Copy each line of the entries that contains the word "PublisherHandle".

EXTRACTED MATERIAL START

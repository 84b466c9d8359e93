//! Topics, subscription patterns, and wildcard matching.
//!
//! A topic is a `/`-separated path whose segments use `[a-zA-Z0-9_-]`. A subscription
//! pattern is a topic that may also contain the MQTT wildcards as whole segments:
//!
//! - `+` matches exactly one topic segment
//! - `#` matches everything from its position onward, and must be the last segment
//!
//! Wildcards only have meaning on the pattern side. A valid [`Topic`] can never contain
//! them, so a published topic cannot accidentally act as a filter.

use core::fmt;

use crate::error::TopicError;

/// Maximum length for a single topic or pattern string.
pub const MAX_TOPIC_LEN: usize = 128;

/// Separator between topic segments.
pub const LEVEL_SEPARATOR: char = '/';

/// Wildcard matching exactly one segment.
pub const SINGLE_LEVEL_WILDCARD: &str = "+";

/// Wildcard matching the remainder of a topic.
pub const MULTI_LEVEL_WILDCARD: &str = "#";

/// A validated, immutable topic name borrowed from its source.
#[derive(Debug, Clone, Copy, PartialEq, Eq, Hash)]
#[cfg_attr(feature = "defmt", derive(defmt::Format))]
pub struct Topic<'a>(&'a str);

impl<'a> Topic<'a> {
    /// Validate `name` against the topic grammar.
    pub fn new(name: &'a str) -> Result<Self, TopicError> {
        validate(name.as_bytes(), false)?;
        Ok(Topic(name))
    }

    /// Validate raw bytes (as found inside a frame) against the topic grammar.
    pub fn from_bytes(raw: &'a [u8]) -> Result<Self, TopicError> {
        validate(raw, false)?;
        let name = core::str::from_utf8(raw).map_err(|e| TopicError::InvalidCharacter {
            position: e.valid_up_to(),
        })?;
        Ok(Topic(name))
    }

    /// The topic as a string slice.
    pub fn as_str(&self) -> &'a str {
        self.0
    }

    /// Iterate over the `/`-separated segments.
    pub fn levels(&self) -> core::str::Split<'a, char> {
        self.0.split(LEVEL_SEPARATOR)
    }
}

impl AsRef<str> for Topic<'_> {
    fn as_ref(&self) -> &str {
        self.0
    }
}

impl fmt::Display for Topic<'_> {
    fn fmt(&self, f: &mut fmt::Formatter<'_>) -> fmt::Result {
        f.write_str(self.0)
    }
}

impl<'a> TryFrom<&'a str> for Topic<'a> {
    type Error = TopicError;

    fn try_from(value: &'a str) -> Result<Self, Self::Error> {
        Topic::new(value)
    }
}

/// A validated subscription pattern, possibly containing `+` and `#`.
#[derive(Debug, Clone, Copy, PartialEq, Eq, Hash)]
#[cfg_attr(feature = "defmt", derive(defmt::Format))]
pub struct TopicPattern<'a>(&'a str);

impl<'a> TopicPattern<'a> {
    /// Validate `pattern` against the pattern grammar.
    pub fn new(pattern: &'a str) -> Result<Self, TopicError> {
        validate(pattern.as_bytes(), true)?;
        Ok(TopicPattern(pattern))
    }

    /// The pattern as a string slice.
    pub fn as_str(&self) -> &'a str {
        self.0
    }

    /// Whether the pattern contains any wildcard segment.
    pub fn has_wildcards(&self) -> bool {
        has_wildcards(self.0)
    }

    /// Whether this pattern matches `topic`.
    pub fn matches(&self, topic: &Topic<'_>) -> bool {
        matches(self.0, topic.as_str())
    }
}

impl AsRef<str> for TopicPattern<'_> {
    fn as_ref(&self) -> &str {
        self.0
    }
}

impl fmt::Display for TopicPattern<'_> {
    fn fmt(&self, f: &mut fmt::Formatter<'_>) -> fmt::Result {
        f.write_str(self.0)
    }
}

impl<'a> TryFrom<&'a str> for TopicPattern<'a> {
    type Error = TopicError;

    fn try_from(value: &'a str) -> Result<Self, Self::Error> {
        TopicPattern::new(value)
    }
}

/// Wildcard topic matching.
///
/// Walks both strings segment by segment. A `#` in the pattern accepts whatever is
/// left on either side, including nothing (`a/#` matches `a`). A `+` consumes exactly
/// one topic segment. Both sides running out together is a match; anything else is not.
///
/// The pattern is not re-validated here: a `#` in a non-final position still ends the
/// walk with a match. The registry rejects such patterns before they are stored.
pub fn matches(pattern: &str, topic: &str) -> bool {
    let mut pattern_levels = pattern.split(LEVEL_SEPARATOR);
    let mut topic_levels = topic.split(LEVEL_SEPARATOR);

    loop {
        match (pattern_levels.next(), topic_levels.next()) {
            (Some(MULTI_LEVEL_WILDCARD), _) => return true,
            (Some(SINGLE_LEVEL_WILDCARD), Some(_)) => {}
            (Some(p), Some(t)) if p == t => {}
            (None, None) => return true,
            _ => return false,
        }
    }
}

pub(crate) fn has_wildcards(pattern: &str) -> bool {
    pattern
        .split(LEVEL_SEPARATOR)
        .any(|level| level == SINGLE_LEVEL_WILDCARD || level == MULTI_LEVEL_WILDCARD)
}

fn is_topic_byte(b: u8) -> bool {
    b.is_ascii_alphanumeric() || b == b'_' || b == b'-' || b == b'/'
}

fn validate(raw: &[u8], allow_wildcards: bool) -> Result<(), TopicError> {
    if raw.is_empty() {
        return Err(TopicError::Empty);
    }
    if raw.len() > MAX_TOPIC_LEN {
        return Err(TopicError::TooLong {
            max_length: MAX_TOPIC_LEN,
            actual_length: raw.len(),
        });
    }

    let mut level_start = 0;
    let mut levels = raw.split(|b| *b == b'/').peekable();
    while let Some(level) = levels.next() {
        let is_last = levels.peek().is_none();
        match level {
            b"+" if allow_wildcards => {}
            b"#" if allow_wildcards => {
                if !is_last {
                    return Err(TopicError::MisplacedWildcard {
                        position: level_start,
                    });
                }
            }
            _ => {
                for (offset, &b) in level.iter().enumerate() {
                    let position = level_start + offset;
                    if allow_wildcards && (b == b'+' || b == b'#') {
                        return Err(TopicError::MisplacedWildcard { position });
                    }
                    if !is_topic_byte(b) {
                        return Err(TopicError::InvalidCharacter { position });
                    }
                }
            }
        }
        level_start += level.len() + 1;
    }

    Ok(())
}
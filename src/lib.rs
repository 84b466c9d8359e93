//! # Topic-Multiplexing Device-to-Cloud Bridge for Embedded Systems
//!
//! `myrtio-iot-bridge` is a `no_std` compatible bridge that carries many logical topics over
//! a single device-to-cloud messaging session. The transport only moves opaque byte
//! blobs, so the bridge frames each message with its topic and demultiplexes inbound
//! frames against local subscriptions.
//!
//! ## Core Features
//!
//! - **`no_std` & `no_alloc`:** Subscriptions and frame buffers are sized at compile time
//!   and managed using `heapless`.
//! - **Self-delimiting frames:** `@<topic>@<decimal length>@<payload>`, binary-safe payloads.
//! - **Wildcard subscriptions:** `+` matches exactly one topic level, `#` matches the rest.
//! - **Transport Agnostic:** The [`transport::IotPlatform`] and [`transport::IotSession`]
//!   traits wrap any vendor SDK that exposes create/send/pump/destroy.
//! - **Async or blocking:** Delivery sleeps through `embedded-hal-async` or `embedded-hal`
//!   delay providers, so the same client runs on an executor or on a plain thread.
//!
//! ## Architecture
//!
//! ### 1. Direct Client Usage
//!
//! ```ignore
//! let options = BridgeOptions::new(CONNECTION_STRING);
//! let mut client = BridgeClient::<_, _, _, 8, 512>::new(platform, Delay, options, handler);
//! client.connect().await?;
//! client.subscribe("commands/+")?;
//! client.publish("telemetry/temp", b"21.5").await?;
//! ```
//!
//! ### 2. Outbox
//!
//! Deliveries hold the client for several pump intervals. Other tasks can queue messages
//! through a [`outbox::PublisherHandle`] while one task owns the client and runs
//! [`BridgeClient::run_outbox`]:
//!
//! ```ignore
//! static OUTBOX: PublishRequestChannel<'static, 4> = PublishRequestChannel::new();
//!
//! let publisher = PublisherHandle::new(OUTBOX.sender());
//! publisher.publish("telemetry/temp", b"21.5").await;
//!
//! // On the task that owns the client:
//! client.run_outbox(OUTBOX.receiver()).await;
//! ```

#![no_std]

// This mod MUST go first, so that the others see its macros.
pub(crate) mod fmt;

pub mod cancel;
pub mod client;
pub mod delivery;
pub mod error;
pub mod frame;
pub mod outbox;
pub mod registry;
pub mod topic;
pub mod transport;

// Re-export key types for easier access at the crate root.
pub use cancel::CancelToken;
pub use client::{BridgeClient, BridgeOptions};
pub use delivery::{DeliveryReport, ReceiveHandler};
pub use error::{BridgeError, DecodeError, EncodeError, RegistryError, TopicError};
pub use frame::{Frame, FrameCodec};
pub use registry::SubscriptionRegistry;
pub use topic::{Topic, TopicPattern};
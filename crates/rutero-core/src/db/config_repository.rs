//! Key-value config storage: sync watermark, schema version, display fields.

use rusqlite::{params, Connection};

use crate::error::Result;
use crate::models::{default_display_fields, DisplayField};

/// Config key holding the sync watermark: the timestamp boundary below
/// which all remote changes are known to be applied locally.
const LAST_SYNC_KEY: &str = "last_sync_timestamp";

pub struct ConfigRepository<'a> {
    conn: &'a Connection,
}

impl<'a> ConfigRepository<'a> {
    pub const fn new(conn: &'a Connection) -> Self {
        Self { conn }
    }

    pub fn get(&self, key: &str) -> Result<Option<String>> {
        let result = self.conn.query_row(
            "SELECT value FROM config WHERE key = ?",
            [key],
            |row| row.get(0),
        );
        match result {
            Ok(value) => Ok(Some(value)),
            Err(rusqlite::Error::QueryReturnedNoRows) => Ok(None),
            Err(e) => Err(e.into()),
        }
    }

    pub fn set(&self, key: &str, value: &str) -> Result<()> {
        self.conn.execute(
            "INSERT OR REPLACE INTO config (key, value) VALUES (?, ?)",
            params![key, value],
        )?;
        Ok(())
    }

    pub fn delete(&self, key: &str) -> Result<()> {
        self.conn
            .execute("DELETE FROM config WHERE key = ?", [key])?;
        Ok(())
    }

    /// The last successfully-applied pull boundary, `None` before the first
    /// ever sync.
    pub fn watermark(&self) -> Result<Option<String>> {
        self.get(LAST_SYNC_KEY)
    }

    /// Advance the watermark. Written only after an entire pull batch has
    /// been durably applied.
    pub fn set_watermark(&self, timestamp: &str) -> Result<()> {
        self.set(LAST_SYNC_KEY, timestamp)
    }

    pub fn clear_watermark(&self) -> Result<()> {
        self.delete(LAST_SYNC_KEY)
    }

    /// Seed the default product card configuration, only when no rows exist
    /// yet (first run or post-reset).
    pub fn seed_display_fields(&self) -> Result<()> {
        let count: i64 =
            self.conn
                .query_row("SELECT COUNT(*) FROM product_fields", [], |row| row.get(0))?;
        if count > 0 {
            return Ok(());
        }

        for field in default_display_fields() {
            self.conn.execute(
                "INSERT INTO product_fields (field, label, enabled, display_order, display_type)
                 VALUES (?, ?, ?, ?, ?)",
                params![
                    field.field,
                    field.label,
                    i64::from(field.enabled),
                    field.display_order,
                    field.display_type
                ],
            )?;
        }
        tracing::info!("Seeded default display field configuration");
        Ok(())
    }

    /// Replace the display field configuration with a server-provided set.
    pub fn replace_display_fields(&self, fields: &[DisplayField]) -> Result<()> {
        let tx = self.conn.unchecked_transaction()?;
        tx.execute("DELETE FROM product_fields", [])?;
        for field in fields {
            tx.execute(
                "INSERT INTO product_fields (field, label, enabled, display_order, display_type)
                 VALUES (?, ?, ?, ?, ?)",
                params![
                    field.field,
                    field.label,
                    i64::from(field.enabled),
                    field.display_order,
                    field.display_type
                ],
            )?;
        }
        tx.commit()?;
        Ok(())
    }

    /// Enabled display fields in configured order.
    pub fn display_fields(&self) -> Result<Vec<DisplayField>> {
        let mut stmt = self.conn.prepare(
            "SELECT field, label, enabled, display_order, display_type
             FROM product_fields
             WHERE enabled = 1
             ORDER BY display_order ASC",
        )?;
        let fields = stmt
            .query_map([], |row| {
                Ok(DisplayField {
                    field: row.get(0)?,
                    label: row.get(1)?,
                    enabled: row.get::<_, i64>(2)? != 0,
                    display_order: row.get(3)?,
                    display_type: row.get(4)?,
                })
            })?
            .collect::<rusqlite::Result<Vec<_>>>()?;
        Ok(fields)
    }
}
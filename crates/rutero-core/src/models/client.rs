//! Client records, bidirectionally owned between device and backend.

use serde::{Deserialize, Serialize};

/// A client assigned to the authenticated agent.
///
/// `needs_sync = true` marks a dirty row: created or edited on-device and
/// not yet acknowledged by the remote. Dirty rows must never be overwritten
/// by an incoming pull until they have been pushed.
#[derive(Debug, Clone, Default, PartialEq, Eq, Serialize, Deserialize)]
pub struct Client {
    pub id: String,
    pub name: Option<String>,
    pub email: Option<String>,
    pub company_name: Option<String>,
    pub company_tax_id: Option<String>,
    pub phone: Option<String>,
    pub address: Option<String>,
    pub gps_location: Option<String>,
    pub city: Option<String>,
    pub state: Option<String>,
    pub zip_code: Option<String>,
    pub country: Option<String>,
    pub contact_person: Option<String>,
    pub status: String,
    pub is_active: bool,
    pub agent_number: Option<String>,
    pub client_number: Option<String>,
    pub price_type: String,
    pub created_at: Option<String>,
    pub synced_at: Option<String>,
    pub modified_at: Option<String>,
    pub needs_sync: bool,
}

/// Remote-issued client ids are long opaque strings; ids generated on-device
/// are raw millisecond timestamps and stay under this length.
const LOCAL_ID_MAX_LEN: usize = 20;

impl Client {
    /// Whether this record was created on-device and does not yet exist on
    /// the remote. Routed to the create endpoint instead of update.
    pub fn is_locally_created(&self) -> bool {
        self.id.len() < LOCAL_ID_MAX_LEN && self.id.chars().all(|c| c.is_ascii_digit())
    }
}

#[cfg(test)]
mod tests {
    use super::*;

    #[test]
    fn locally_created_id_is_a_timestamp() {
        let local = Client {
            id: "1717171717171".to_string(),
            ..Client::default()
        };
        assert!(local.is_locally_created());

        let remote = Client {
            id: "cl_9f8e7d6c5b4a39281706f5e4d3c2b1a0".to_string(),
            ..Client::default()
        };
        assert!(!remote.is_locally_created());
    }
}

EXTRACTED MATERIAL END

§ SOLUTION TO THE PROBLEM
//! through a [`outbox::PublisherHandle`] while one task owns the client and runs
//! let publisher = PublisherHandle::new(OUTBOX.sender());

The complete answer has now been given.